Winners of the 2017 Comstock-Gág Read Aloud Books Awards announced
For the thirteenth year, children have chosen the best read aloud picture books in the Minnesota State University Moorhead’s (MSUM) Comstock-Gág Read Aloud Book Awards program.
The 2017 winner of the Wanda Gág Read Aloud Book Award for the preschool to eight year old category is “It Came in the Mail” written and illustrated by Ben Clanton and published by Simon & Schuster Books for Young Readers. This humorous book reminds us that imagination is a powerful thing, especially when a child’s desire for some mail encourages him to think outside the “mail” box. The Wanda Gág Honor books are “The Darkest Dark” written by Chris Hadfield and Kate Fillion and illustrated by Terry and Eric Fan, “The Night Gardener” written and illustrated by Terry and Eric Fan, and “What to Do With a Box” written by Jane Yolen and illustrated by Chris Sheban. The Fan Brothers mark the first time that an illustrator team has won two Wanda Gág Read Aloud Honor awards in the same year.

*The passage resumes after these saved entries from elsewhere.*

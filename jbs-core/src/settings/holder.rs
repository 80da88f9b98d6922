use std::path::{Path, PathBuf};
use std::sync::OnceLock;

use super::constants::SETTINGS_PATH_ENV_VAR;
use super::entity::BuildSettings;
use super::env::EnvSource;
use super::overrides::SettingsOverride;
use crate::error::SettingsResult;

static SETTINGS: OnceLock<BuildSettings> = OnceLock::new();

fn override_path(env: &impl EnvSource, explicit: Option<&Path>) -> Option<PathBuf> {
    // 显式传入的路径优先，其次是环境变量 J2V8_BUILD_SETTINGS_PATH
    if let Some(p) = explicit {
        return Some(p.to_path_buf());
    }
    env.var_os(SETTINGS_PATH_ENV_VAR)
        .filter(|p| !p.is_empty())
        .map(PathBuf::from)
}

pub fn get_settings() -> Option<&'static BuildSettings> {
    SETTINGS.get()
}

/// 在首次加载前注入配置（例如测试或嵌入场景）。
///
/// - 成功：返回 `Ok(())`
/// - 若已初始化：返回 `Err`
pub fn try_set_settings(settings: BuildSettings) -> Result<(), &'static str> {
    SETTINGS
        .set(settings)
        .map_err(|_| "settings already initialized")
}

/// 解析环境并应用覆盖文件，返回一份独立的配置（不写入全局）。
pub fn build_settings(
    env: &impl EnvSource,
    explicit_override: Option<&Path>,
) -> SettingsResult<BuildSettings> {
    let mut settings = BuildSettings::from_env(env)?;
    if let Some(path) = override_path(env, explicit_override) {
        let ov = SettingsOverride::load(&path)?;
        tracing::debug!(path = %path.display(), empty = ov.is_empty(), "settings override loaded");
        settings = ov.apply(settings);
    }

    tracing::info!(
        node_version = %settings.node_version(),
        library_version = %settings.library_full_version(),
        targets_lib_dir = settings.targets_lib_dir(),
        "build settings loaded"
    );
    Ok(settings)
}

/// 首次调用时构造并发布全局配置，之后的调用直接返回已发布的值。
pub fn load_settings(
    env: &impl EnvSource,
    explicit_override: Option<&Path>,
) -> SettingsResult<&'static BuildSettings> {
    if let Some(settings) = SETTINGS.get() {
        tracing::debug!("build settings already initialized");
        return Ok(settings);
    }
    let settings = build_settings(env, explicit_override)?;
    Ok(SETTINGS.get_or_init(|| settings))
}

#[cfg(test)]
mod tests {
    use std::io::Write;

    use super::*;
    use crate::error::SettingsError;
    use crate::settings::env::MapEnv;

    #[test]
    fn build_without_override() {
        let env = MapEnv::new().with("HOME", "/home/alice");
        let settings = build_settings(&env, None).unwrap();
        assert_eq!(settings, BuildSettings::with_home("/home/alice"));
    }

    #[test]
    fn build_fails_without_home() {
        let err = build_settings(&MapEnv::new(), None).unwrap_err();
        assert!(matches!(err, SettingsError::MissingEnvironmentValue { name: "HOME" }));
    }

    #[test]
    fn build_reads_override_from_env() {
        let mut file = tempfile::NamedTempFile::new().unwrap();
        writeln!(file, r#"node_version = "8.1.0""#).unwrap();
        let env = MapEnv::new()
            .with("HOME", "/home/alice")
            .with(SETTINGS_PATH_ENV_VAR, file.path());

        let settings = build_settings(&env, None).unwrap();
        assert_eq!(settings.node_version_string(), "8.1.0");
    }

    #[test]
    fn explicit_override_wins() {
        let mut from_env = tempfile::NamedTempFile::new().unwrap();
        writeln!(from_env, r#"node_version = "8.1.0""#).unwrap();
        let mut explicit = tempfile::NamedTempFile::new().unwrap();
        writeln!(explicit, r#"node_version = "9.0.0""#).unwrap();
        let env = MapEnv::new()
            .with("HOME", "/home/alice")
            .with(SETTINGS_PATH_ENV_VAR, from_env.path());

        let settings = build_settings(&env, Some(explicit.path())).unwrap();
        assert_eq!(settings.node_version_string(), "9.0.0");
    }

    #[test]
    fn empty_override_env_is_ignored() {
        let env = MapEnv::new()
            .with("HOME", "/home/alice")
            .with(SETTINGS_PATH_ENV_VAR, "");
        assert!(build_settings(&env, None).is_ok());
    }

    #[test]
    fn missing_override_file_is_an_error() {
        let dir = tempfile::tempdir().unwrap();
        let env = MapEnv::new().with("HOME", "/home/alice");
        let err = build_settings(&env, Some(dir.path().join("nope.toml").as_path())).unwrap_err();
        assert!(matches!(err, SettingsError::ReadOverride { .. }));
    }

    // 全局状态只在这一个测试里触碰
    #[test]
    fn load_publishes_once() {
        let first = load_settings(&MapEnv::new().with("HOME", "/home/alice"), None).unwrap();
        assert_eq!(first.targets_lib_dir(), "/home/alice/src/j2v8_targets");

        let second = load_settings(&MapEnv::new().with("HOME", "/home/bob"), None).unwrap();
        assert!(std::ptr::eq(first, second));
        assert_eq!(second.targets_lib_dir(), "/home/alice/src/j2v8_targets");

        assert!(std::ptr::eq(get_settings().unwrap(), first));
        assert_eq!(
            try_set_settings(BuildSettings::with_home("/home/carol")),
            Err("settings already initialized")
        );
    }
}
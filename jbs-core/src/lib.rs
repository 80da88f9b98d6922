pub mod error;
pub mod logger;
pub mod settings;
pub mod version;

pub use error::{SettingsError, SettingsResult};
pub use settings::{BuildSettings, EnvSource, MapEnv, ProcessEnv, SettingExport, SettingValue, SettingsOverride};
pub use version::{VersionSuffix, VersionTriple, format_version, full_version};
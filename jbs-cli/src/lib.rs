mod get;
mod list;

use std::io::Write;
use std::path::PathBuf;

use anyhow::{Context, Result};
use clap::{Parser, Subcommand};
use jbs_core::BuildSettings;
use jbs_core::logger::{LogFormat, LogLevel, LogRotation, Logger, LoggerGuard};
use jbs_core::settings::{EnvSource, holder};

pub use list::OutputFormat;

#[derive(Parser)]
#[command(name = "jbs")]
#[command(about = "Print the shared J2V8 build settings", long_about = None)]
pub struct Cli {
    /// 覆盖文件（TOML），优先于 J2V8_BUILD_SETTINGS_PATH
    #[arg(long, global = true, value_name = "PATH")]
    pub settings: Option<PathBuf>,

    #[arg(long, global = true, default_value = "warn", value_parser = parse_log_level)]
    pub log_level: LogLevel,

    #[arg(long, global = true, default_value = "compact", value_parser = parse_log_format)]
    pub log_format: LogFormat,

    /// 日志写入文件而不是 stderr
    #[arg(long, global = true, value_name = "PATH")]
    pub log_file: Option<PathBuf>,

    #[command(subcommand)]
    pub command: Commands,
}

impl Cli {
    pub fn init_logging(&self) -> Result<LoggerGuard> {
        let builder = Logger::builder()
            .level(self.log_level)
            .format(self.log_format);
        let builder = match &self.log_file {
            Some(path) => builder.file(path.clone(), LogRotation::Never),
            None => builder.stderr(),
        };
        Ok(builder.build().init()?)
    }

    pub fn load_settings(&self, env: &impl EnvSource) -> Result<&'static BuildSettings> {
        holder::load_settings(env, self.settings.as_deref())
            .context("failed to load build settings")
    }

    pub fn handle(&self, settings: &BuildSettings, out: &mut impl Write) -> Result<()> {
        match &self.command {
            Commands::Get(get_cli) => get_cli.handle(settings, out),
            Commands::List(list_cli) => list_cli.handle(settings, out),
        }
    }
}

#[derive(Subcommand)]
pub enum Commands {
    /// 输出单个配置值
    Get(get::GetCli),
    /// 输出全部配置值
    List(list::ListCli),
}

fn parse_log_level(s: &str) -> Result<LogLevel, String> {
    LogLevel::parse(s).ok_or_else(|| format!("unknown log level `{s}`"))
}

fn parse_log_format(s: &str) -> Result<LogFormat, String> {
    LogFormat::parse(s).ok_or_else(|| format!("unknown log format `{s}`"))
}

#[cfg(test)]
mod tests {
    use jbs_core::{MapEnv, SettingsError};

    use super::*;

    fn run(args: &[&str]) -> Result<String> {
        let cli = Cli::try_parse_from(args)?;
        let settings = BuildSettings::with_home("/home/alice");
        let mut out = Vec::new();
        cli.handle(&settings, &mut out)?;
        Ok(String::from_utf8(out)?)
    }

    #[test]
    fn get_prints_value() {
        assert_eq!(run(&["jbs", "get", "NODE_VERSION"]).unwrap(), "7.9.0\n");
        assert_eq!(
            run(&["jbs", "get", "TARGETS_LIB_DIR"]).unwrap(),
            "/home/alice/src/j2v8_targets\n"
        );
    }

    #[test]
    fn global_options() {
        let cli = Cli::try_parse_from([
            "jbs",
            "list",
            "--log-level",
            "debug",
            "--settings",
            "/etc/jbs.toml",
        ])
        .unwrap();
        assert_eq!(cli.log_level, LogLevel::Debug);
        assert_eq!(cli.log_format, LogFormat::Compact);
        assert_eq!(cli.settings, Some(PathBuf::from("/etc/jbs.toml")));
        assert!(cli.log_file.is_none());
    }

    #[test]
    fn log_format_option() {
        let cli = Cli::try_parse_from(["jbs", "get", "NODE_VERSION", "--log-format", "json"]).unwrap();
        assert_eq!(cli.log_format, LogFormat::Json);
        assert!(Cli::try_parse_from(["jbs", "list", "--log-format", "xml"]).is_err());
    }

    #[test]
    fn rejects_unknown_log_level() {
        assert!(Cli::try_parse_from(["jbs", "list", "--log-level", "loud"]).is_err());
    }

    #[test]
    fn requires_subcommand() {
        assert!(Cli::try_parse_from(["jbs"]).is_err());
    }

    // 以下两个测试都以失败告终，不会向全局 holder 发布配置
    #[test]
    fn load_settings_fails_without_home() {
        let cli = Cli::try_parse_from(["jbs", "list"]).unwrap();
        let err = cli.load_settings(&MapEnv::new()).unwrap_err();
        assert!(matches!(
            err.downcast_ref::<SettingsError>(),
            Some(SettingsError::MissingEnvironmentValue { name: "HOME" })
        ));
        assert!(format!("{err:#}").contains("missing environment variable: HOME"));
    }

    #[test]
    fn load_settings_fails_on_missing_override_file() {
        let dir = tempfile::tempdir().unwrap();
        let missing = dir.path().join("missing.toml");
        let cli = Cli::try_parse_from([
            "jbs",
            "list",
            "--settings",
            missing.to_str().unwrap(),
        ])
        .unwrap();
        let env = MapEnv::new().with("HOME", "/home/alice");
        let err = cli.load_settings(&env).unwrap_err();
        assert!(matches!(
            err.downcast_ref::<SettingsError>(),
            Some(SettingsError::ReadOverride { path, .. }) if path == &missing
        ));
    }
}
use std::io::Write;

use anyhow::Result;
use clap::{Parser, ValueEnum};
use jbs_core::{BuildSettings, SettingValue};

#[derive(Debug, Clone, Copy, PartialEq, Eq, ValueEnum)]
pub enum OutputFormat {
    /// 对齐的 `NAME  value`
    Text,
    /// 可被 POSIX shell source 的 `NAME=value`
    Env,
    Json,
}

#[derive(Parser)]
pub struct ListCli {
    #[arg(long, value_enum, default_value_t = OutputFormat::Text)]
    pub format: OutputFormat,
}

impl ListCli {
    pub fn handle(&self, settings: &BuildSettings, out: &mut impl Write) -> Result<()> {
        match self.format {
            OutputFormat::Text => {
                let exports = settings.exports();
                let width = exports.iter().map(|e| e.name.len()).max().unwrap_or(0);
                for export in &exports {
                    writeln!(out, "{:<width$}  {}", export.name, export.value)?;
                }
            }
            OutputFormat::Env => {
                for export in settings.exports() {
                    match &export.value {
                        SettingValue::Integer(v) => writeln!(out, "{}={v}", export.name)?,
                        SettingValue::Text(v) => writeln!(out, "{}={}", export.name, shell_quote(v))?,
                    }
                }
            }
            OutputFormat::Json => {
                serde_json::to_writer_pretty(&mut *out, settings)?;
                writeln!(out)?;
            }
        }
        Ok(())
    }
}

fn shell_quote(value: &str) -> String {
    format!("'{}'", value.replace('\'', r"'\''"))
}
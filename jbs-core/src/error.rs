//! 统一的错误处理
use std::ffi::OsString;
use std::io;
use std::path::PathBuf;

use thiserror::Error;

#[derive(Debug, Error)]
pub enum SettingsError {
    /// 必需的环境变量不存在，构建流程无法继续。
    #[error("missing environment variable: {name}")]
    MissingEnvironmentValue { name: &'static str },

    /// 变量存在，但不是合法的 Unicode。
    #[error("environment variable {name} is not valid unicode: {value:?}")]
    NonUnicodeEnvironmentValue { name: &'static str, value: OsString },

    #[error("invalid version `{0}`, expected major.minor.patch")]
    InvalidVersion(String),

    #[error("failed to read settings file {path}: {source}")]
    ReadOverride {
        path: PathBuf,
        #[source]
        source: io::Error,
    },

    #[error("failed to parse settings file {path}: {source}")]
    ParseOverride {
        path: PathBuf,
        #[source]
        source: toml::de::Error,
    },
}

pub type SettingsResult<T> = Result<T, SettingsError>;
mod suffix;
mod triple;

pub use suffix::{VersionSuffix, full_version};
pub use triple::{VersionTriple, format_version};
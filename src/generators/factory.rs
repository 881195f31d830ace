use crate::config::GeneratorConfig;
use crate::generators::{HfApiGenerator, TextGenerator, TgiGenerator};
use std::error::Error;

pub struct GeneratorFactory;

impl GeneratorFactory {
    /// Create the text-generation backend named by the configuration
    pub fn create(config: &GeneratorConfig) -> Result<Box<dyn TextGenerator>, Box<dyn Error>> {
        match config.backend.as_str() {
            "tgi" => Ok(Box::new(TgiGenerator::new(config))),
            "hf_api" => Ok(Box::new(HfApiGenerator::new(config)?)),
            other => Err(format!("Unknown generator backend: {}", other).into()),
        }
    }

    /// List all available backend names
    pub fn available_backends() -> Vec<&'static str> {
        vec!["tgi", "hf_api"]
    }
}
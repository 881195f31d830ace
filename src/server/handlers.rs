use std::io::Write;

use axum::extract::{Multipart, State};
use axum::http::StatusCode;
use axum::response::Html;
use axum::Json;
use log::{error, info};
use serde::{Deserialize, Serialize};
use tempfile::NamedTempFile;

use super::AppState;
use crate::error::PipelineError;

const INDEX_HTML: &str = include_str!("../../static/index.html");

#[derive(Serialize)]
pub struct ErrorResponse {
    pub error: String,
}

#[derive(Serialize)]
pub struct DetectResponse {
    pub ingredients: String,
}

#[derive(Deserialize)]
pub struct RecipeRequest {
    #[serde(default)]
    pub ingredients: String,
}

#[derive(Serialize)]
pub struct RecipeResponse {
    pub recipe: String,
}

type HandlerError = (StatusCode, Json<ErrorResponse>);

fn bad_request(message: impl Into<String>) -> HandlerError {
    (
        StatusCode::BAD_REQUEST,
        Json(ErrorResponse {
            error: message.into(),
        }),
    )
}

/// Map a pipeline failure onto the wire: client faults keep their message,
/// model/internal faults are logged in full and surfaced generically
fn map_pipeline_error(err: PipelineError) -> HandlerError {
    if err.is_client_error() {
        bad_request(err.to_string())
    } else {
        error!("{}", err);
        (
            StatusCode::INTERNAL_SERVER_ERROR,
            Json(ErrorResponse {
                error: "Internal Server Error".to_string(),
            }),
        )
    }
}

/// GET / - the interactive upload form
pub async fn index() -> Html<&'static str> {
    Html(INDEX_HTML)
}

/// POST /detect - detect ingredients in an uploaded photo.
///
/// Expects a multipart form with an `image` field. The upload is spooled
/// through a named temporary file whose drop removes it on every exit path,
/// success and failure alike.
pub async fn detect(
    State(state): State<AppState>,
    mut multipart: Multipart,
) -> Result<Json<DetectResponse>, HandlerError> {
    let mut upload: Option<Vec<u8>> = None;
    while let Some(field) = multipart
        .next_field()
        .await
        .map_err(|e| bad_request(format!("Malformed upload: {}", e)))?
    {
        if field.name() == Some("image") {
            let bytes = field
                .bytes()
                .await
                .map_err(|e| bad_request(format!("Malformed upload: {}", e)))?;
            upload = Some(bytes.to_vec());
            break;
        }
    }
    let upload = upload.ok_or_else(|| bad_request("Missing image upload"))?;

    let tmp = spool_upload(&upload).map_err(map_pipeline_error)?;
    let image = tokio::fs::read(tmp.path())
        .await
        .map_err(|e| map_pipeline_error(PipelineError::Io(e)))?;

    let ingredients = state
        .pipeline
        .detect_ingredients(&image)
        .await
        .map_err(map_pipeline_error)?;

    info!("Detected ingredients: {}", ingredients);
    Ok(Json(DetectResponse {
        ingredients: ingredients.to_string(),
    }))
}

/// POST /recipe - generate a formatted recipe from an ingredient string
pub async fn recipe(
    State(state): State<AppState>,
    Json(request): Json<RecipeRequest>,
) -> Result<Json<RecipeResponse>, HandlerError> {
    if request.ingredients.trim().is_empty() {
        return Err(bad_request("No ingredients provided"));
    }

    let recipe = state
        .pipeline
        .create_recipe(&request.ingredients)
        .await
        .map_err(map_pipeline_error)?;

    Ok(Json(RecipeResponse {
        recipe: recipe.to_string(),
    }))
}

fn spool_upload(bytes: &[u8]) -> Result<NamedTempFile, PipelineError> {
    let mut tmp = NamedTempFile::new()?;
    tmp.write_all(bytes)?;
    Ok(tmp)
}
pub mod config;
pub mod detectors;
pub mod error;
pub mod generators;
pub mod labels;
pub mod model;
pub mod pipeline;
pub mod server;

pub use config::{AppConfig, SamplingParams};
pub use error::PipelineError;
pub use labels::ClassLabels;
pub use model::{
    Detection, DetectionResult, FormattedRecipe, IngredientSet, NO_INGREDIENTS_SENTINEL,
};
pub use pipeline::RecipePipeline;

/// Detect the ingredients visible in an image file, using the backends named
/// by the ambient configuration
pub async fn detect_ingredients(image_path: &str) -> Result<IngredientSet, PipelineError> {
    let config = AppConfig::load()?;
    let pipeline = RecipePipeline::from_config(&config)?;
    let image = tokio::fs::read(image_path).await?;

    pipeline.detect_ingredients(&image).await
}

/// Generate a formatted recipe for a comma-separated ingredient string
pub async fn recipe_from_ingredients(ingredients: &str) -> Result<FormattedRecipe, PipelineError> {
    let config = AppConfig::load()?;
    let pipeline = RecipePipeline::from_config(&config)?;

    pipeline.create_recipe(ingredients).await
}

/// Full photo-to-recipe flow: detect, then generate and format.
///
/// Returns the detected ingredient set alongside the recipe; the recipe is
/// None when nothing was detected.
pub async fn recipe_from_image(
    image_path: &str,
) -> Result<(IngredientSet, Option<FormattedRecipe>), PipelineError> {
    let config = AppConfig::load()?;
    let pipeline = RecipePipeline::from_config(&config)?;
    let image = tokio::fs::read(image_path).await?;

    pipeline.recipe_from_image(&image).await
}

The 2017 winner of the Comstock Read Aloud Book Award for the nine to twelve year old category is “Follow the Moon Home: A Tale of One Idea, Twenty Kids, and a Hundred Sea Turtles” written by Philippe Cousteau and Deborah Hopkinson, illustrated by Meilo So and published by Chronicle Books. This book describes how a group of children in South Carolina work together on a project entitled, “Lights Out for Loggerheads.” The children inspire their whole town to shut off the lights along the beach so that hatching baby turtles head for the sea lit by the moon and not towards the man-made lights on shore. The Comstock Honor Books for 2017 are “Rules of the House” written by Mac Barnett and illustrated by Matt Myers, and “Seven and a Half Tons of Steel” written by Janet Nolan and illustrated by Thomas Gonzalez. This is the second Comstock Read Aloud Book Award for Deborah Hopkinson who won in 2009 for her book, “Abe Lincoln Crosses a Creek.”
Twenty-two regional teachers and librarians, along with 195 MSUM students read aloud over 200 picture books to almost 23,000 children during the year. The winners and honor books are determined after the Comstock-Gág Read Aloud Book Awards Committee examines feedback from readers, which includes responses from children to each of the books. The purpose of the program is to increase literacy, promote reading aloud to children, and to recognize outstanding authors and illustrators each year. A total of 262,484 children have participated in the Comstock-Gág Read Aloud Book Awards program since its inception. Each year after the award winners are selected, the Livingston Lord Library’s Curriculum Materials Center (CMC) donates a large portion of the picture books to area libraries, schools, and nonprofits. To date, over 8,600 picture books have been donated.
The awards program is administered by the staff of the MSUM Livingston Lord Library’s CMC, which holds a large collection of children’s books and resource materials for in-service teachers. The book awards project is partially funded by the Solomon G. Comstock Memorial Fund of the Minneapolis Foundation and the Wanda Gág Book Award Fund of the MSUM Alumni Foundation.